[Stored entries]
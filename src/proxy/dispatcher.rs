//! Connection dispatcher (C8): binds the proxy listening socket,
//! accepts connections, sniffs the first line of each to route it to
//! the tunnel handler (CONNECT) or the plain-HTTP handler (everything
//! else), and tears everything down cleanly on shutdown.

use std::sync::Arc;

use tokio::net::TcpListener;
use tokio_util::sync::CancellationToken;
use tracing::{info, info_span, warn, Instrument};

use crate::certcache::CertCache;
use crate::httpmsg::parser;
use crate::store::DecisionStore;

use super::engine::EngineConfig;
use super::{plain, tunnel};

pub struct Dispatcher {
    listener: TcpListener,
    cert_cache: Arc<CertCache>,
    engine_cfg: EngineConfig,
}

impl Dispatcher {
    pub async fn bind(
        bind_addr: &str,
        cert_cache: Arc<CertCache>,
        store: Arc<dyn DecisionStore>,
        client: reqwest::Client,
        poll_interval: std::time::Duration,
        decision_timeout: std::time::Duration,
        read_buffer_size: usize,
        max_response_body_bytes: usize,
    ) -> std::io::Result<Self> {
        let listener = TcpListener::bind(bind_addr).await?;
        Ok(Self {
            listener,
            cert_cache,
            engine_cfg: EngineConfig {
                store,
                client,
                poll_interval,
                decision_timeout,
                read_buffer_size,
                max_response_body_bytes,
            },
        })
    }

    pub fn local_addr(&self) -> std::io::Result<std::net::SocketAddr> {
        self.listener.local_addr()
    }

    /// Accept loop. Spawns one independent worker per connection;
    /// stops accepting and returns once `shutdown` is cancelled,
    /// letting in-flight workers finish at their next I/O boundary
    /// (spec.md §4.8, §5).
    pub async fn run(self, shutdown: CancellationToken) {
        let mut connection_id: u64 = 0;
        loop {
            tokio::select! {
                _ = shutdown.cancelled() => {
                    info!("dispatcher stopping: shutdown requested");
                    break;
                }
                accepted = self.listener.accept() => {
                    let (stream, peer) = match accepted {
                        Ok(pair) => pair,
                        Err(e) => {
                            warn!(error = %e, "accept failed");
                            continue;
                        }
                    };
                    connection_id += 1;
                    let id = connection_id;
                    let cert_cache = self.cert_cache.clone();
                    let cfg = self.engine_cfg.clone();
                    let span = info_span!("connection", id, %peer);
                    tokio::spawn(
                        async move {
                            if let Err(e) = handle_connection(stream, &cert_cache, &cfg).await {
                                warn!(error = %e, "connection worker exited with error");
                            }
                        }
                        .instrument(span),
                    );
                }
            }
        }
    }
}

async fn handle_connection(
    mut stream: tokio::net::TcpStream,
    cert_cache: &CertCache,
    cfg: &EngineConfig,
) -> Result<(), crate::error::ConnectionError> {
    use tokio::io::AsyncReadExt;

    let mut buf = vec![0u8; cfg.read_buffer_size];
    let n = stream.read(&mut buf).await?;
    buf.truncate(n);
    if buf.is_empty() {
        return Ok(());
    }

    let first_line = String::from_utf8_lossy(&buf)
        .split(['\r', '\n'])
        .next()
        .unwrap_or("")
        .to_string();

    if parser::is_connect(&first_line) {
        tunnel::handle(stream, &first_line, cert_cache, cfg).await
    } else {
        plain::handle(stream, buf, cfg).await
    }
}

▸ ACTIVITY
Write only the number of lines in the records that contain the string "super".

▸ YOUR RESPONSE
2